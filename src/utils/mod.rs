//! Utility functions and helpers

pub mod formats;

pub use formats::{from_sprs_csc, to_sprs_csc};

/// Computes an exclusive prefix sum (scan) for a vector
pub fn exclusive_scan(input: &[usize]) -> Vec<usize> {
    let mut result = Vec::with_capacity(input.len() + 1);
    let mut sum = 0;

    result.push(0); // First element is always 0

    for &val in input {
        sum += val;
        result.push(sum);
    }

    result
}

_ _ _ _ _

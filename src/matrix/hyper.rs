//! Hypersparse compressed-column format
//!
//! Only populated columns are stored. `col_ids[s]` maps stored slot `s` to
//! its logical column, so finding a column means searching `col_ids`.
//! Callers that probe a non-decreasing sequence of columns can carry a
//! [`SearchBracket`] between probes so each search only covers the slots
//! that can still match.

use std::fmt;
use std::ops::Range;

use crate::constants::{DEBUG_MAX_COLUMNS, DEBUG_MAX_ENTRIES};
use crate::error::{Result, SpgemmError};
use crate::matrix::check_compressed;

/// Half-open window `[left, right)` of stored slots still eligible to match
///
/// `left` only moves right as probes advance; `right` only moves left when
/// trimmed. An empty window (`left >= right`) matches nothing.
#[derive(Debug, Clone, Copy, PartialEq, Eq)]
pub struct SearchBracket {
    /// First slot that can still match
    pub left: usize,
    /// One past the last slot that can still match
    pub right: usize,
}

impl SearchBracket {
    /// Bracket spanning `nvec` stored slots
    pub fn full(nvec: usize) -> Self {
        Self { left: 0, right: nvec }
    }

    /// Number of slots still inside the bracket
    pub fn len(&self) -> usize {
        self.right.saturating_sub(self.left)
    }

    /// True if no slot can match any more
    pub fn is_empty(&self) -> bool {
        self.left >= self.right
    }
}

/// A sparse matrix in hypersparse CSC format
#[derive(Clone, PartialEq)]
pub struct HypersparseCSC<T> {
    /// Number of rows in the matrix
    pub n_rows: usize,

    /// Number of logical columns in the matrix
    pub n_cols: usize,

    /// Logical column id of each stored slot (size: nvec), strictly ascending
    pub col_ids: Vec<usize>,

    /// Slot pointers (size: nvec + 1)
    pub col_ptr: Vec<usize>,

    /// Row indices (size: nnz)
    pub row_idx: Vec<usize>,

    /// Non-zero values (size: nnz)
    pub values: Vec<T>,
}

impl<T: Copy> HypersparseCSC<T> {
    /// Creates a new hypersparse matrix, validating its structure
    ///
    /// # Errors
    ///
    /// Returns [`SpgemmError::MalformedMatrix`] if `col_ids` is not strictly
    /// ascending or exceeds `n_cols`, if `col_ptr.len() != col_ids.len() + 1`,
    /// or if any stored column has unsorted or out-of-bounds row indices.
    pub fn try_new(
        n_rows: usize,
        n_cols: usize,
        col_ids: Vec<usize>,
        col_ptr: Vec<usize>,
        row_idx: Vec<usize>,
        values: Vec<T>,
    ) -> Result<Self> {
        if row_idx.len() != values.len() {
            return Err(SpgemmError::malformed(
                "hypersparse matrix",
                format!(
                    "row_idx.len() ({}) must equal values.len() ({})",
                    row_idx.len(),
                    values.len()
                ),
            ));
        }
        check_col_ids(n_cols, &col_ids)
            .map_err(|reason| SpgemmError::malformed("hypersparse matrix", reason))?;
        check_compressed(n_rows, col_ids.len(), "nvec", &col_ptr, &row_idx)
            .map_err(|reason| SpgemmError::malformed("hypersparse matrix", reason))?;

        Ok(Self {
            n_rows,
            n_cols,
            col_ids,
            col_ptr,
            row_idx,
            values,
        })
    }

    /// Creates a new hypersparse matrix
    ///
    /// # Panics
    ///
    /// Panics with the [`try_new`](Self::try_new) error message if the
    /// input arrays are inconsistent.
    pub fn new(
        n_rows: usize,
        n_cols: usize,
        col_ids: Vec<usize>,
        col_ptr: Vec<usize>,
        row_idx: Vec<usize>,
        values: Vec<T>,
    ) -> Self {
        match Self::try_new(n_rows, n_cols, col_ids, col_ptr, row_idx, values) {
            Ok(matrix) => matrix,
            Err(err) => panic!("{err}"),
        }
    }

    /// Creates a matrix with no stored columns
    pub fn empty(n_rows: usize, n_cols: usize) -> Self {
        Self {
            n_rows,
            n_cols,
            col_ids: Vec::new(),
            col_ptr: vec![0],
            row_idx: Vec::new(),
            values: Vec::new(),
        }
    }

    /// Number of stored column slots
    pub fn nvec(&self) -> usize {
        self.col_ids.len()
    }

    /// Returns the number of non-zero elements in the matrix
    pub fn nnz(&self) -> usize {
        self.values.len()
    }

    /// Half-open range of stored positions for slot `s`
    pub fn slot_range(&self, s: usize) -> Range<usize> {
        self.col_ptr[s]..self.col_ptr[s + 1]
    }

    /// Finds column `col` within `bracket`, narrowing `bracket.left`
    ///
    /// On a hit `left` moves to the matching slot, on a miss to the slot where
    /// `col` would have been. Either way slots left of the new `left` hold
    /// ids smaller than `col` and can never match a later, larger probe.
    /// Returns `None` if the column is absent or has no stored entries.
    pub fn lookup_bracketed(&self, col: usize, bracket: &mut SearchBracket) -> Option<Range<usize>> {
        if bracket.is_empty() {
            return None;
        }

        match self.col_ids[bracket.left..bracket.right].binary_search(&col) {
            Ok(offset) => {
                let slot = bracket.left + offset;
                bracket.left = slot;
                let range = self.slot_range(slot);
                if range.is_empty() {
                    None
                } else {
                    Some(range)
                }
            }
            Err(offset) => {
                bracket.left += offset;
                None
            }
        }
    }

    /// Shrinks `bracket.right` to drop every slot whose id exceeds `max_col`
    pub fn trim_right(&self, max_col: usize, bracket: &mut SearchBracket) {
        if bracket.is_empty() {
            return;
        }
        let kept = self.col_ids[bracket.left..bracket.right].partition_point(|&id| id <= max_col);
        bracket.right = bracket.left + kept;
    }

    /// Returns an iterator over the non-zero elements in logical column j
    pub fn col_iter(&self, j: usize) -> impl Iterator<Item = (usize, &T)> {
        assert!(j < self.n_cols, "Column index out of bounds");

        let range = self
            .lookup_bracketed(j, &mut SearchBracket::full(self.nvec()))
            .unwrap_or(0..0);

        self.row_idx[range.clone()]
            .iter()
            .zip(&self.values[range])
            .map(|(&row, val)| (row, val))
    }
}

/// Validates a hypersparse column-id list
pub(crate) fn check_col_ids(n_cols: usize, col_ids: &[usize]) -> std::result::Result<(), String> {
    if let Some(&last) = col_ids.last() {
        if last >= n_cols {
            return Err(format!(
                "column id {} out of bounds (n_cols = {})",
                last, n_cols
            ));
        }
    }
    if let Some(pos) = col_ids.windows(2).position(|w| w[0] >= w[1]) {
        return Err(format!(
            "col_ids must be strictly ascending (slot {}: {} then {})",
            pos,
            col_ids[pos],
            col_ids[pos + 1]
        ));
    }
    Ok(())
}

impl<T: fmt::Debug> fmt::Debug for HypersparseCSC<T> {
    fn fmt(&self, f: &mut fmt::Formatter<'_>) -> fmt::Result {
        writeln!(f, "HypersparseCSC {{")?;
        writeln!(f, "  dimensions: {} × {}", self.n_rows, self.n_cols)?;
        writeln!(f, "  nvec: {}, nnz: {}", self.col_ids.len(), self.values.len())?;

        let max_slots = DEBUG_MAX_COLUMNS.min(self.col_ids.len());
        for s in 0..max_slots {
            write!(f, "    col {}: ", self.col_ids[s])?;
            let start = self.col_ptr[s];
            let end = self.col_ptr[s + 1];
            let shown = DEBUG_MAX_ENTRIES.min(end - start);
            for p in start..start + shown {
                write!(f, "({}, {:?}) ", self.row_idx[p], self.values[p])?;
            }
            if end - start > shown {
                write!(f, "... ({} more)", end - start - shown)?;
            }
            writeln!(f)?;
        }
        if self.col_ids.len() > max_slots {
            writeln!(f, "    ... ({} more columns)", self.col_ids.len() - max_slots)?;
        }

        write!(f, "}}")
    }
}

_ _ _ _ _

### Task to carry out
Show every line of the entries above where the word "open" occurs.

### Solution below
/// Half-open window `[left, right)` of stored slots still eligible to match
    /// Half-open range of stored positions for slot `s`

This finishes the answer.